The FTC Safeguards Rule, which enforces the Gramm-Leach-Bliley Act, classifies tax preparers and accounting firms as financial institutions subject to the same data protection standards as banks and investment firms. All bookkeeping and accounting services that handle client financial information are required to maintain a Written Information Security Plan regardless of firm size. Non-compliance carries penalties starting at $50,000 per violation, and the FTC has significantly increased enforcement activity in 2025 and 2026.

What is a Written Information Security Plan and why does it matter for bookkeeping clients?

A WISP is a federally mandated documented security program that specifies how a bookkeeping or accounting firm protects client financial data across nine required areas including risk assessment, access controls, encryption, employee training, backup procedures, vendor oversight, and incident response.
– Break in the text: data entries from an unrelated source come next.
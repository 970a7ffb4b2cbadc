//! Command-line argument parsing.

use std::path::PathBuf;

use clap::Parser;

use crate::Config;

/// Atlas command-line arguments.
///
/// CLI values override settings loaded from `atlas.ron`.
#[derive(Parser, Debug, Default)]
#[command(name = "atlas", about = "Grow a procedural world along a walk")]
pub struct CliArgs {
    /// World seed.
    #[arg(long, allow_negative_numbers = true)]
    pub seed: Option<f64>,

    /// Number of moves to make.
    #[arg(long)]
    pub steps: Option<u32>,

    /// Distance per move in world units.
    #[arg(long)]
    pub step_length: Option<f64>,

    /// Heading in degrees, counter-clockwise from +x.
    #[arg(long, allow_negative_numbers = true)]
    pub heading: Option<f64>,

    /// Save file path.
    #[arg(long)]
    pub out: Option<PathBuf>,

    /// Generate chunks on a worker pool.
    #[arg(long)]
    pub parallel: Option<bool>,

    /// Log level (error, warn, info, debug, trace).
    #[arg(long)]
    pub log_level: Option<String>,

    /// Path to config directory (overrides default location).
    #[arg(long)]
    pub config: Option<PathBuf>,

    /// Print the final report as JSON.
    #[arg(long)]
    pub json: bool,
}

impl Config {
    /// Apply CLI overrides to a loaded config.
    pub fn apply_cli_overrides(&mut self, args: &CliArgs) {
        if let Some(seed) = args.seed {
            self.world.seed = Some(seed);
        }
        if let Some(steps) = args.steps {
            self.walk.steps = steps;
        }
        if let Some(len) = args.step_length {
            self.walk.step_length = len;
        }
        if let Some(heading) = args.heading {
            self.walk.heading_degrees = heading;
        }
        if let Some(ref out) = args.out {
            self.save.path = out.clone();
        }
        if let Some(parallel) = args.parallel {
            self.world.parallel_chunks = parallel;
        }
        if let Some(ref level) = args.log_level {
            self.debug.log_level = level.clone();
        }
    }
}
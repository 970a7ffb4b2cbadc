//! City and town footprints.

use atlas_math::DVec2;
use serde::{Deserialize, Serialize};

use crate::area::AreaConfig;
use crate::shape::Shape;
use crate::synth::{SynthesisReport, generate_irregular_polygon};

/// Kind of built-up area.
#[derive(Clone, Copy, Debug, PartialEq, Eq, Hash, Serialize, Deserialize)]
pub enum SettlementKind {
    City,
    Town,
}

impl SettlementKind {
    pub fn area_config(self) -> AreaConfig {
        match self {
            SettlementKind::City => AreaConfig::CITY,
            SettlementKind::Town => AreaConfig::TOWN,
        }
    }

    /// Half-width of the square around the center that any point inside the
    /// footprint must fall within. Checked before the polygon test.
    pub fn bbox_radius(self) -> f64 {
        match self {
            SettlementKind::City => 2000.0,
            SettlementKind::Town => 600.0,
        }
    }

    pub fn label(self) -> &'static str {
        match self {
            SettlementKind::City => "city",
            SettlementKind::Town => "town",
        }
    }
}

/// A typed settlement footprint. Settlements start unnamed.
#[derive(Clone, Debug, PartialEq, Serialize, Deserialize)]
pub struct Settlement {
    pub kind: SettlementKind,
    pub shape: Shape,
    pub name: Option<String>,
}

impl Settlement {
    pub fn center(&self) -> DVec2 {
        self.shape.center
    }

    /// Whether `p` lies within the settlement's bounding box around its center.
    #[inline]
    pub fn near(&self, p: DVec2) -> bool {
        let d = (p - self.shape.center).abs();
        d.max_element() <= self.kind.bbox_radius()
    }

    /// Bounding-box pre-check followed by the polygon test.
    pub fn contains(&self, p: DVec2) -> bool {
        self.near(p) && self.shape.contains(p)
    }
}

/// Generate a settlement of `kind` around `center`, avoiding `avoid`.
pub fn generate_settlement(
    center: DVec2,
    seed: f64,
    kind: SettlementKind,
    avoid: &[&Shape],
) -> (Settlement, SynthesisReport) {
    let out = generate_irregular_polygon(center, seed, &kind.area_config(), avoid);
    tracing::debug!(
        kind = kind.label(),
        x = out.shape.center.x,
        y = out.shape.center.y,
        vertices = out.shape.vertices.len(),
        clipped = out.report.clipped_vertices,
        "generated settlement"
    );
    (
        Settlement {
            kind,
            shape: out.shape,
            name: None,
        },
        out.report,
    )
}
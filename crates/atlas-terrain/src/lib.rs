//! Terrain synthesis: the coherent height field, chunk sampling, river
//! carving, parallel chunk batches, and height statistics.

pub mod batch;
pub mod constants;
mod chunk;
mod height;
mod rivers;
mod scan;

pub use batch::{default_worker_count, generate_chunks, generate_chunks_parallel};
pub use chunk::{Chunk, ChunkCoord, chunk_rng, chunk_seed, generate_chunk, sample_heights};
pub use height::{HeightSample, height, height_breakdown, peak_multiplier};
pub use rivers::{RiverEnd, RiverWalk, carve_rivers};
pub use scan::{HeightStats, find_nearest_land};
It matters for clients because a firm with a current, compliant WISP has systematically addressed data protection obligations. A firm without one is operating below the legal minimum and has unaddressed security vulnerabilities that could expose client financial data.

What is the IRS Security Six?

The IRS Security Six are the minimum cybersecurity controls required for tax professionals, as outlined in IRS Publication 4557. They cover anti-virus and anti-malware software, firewall protection, multi-factor authentication, drive encryption, VPN for remote access, and data backup. These represent the floor of acceptable security practice for any service handling taxpayer data. Professional bookkeeping services should meet or exceed all six.

How do I verify that a bookkeeping service is handling my data securely?

Ask directly for documentation of their security practices, including confirmation of their WISP compliance, encryption standards, MFA requirements, access control policies, backup procedures, and what happens to your data if the relationship ends. A reputable provider will answer these questions without hesitation and with specific, documented answers rather than vague assurances. Also confirm that your financial data lives in a standard platform you independently own rather than a proprietary system the provider controls.

Disclaimer

CoCountant assumes no responsibility for actions taken in reliance upon the information contained herein. This resource is to be used for informational purposes only and does not constitute legal, business, or tax advice.  Make sure to consult your personal attorney, business advisor, or tax advisor with respect to believing or acting on the information included or referenced in this post.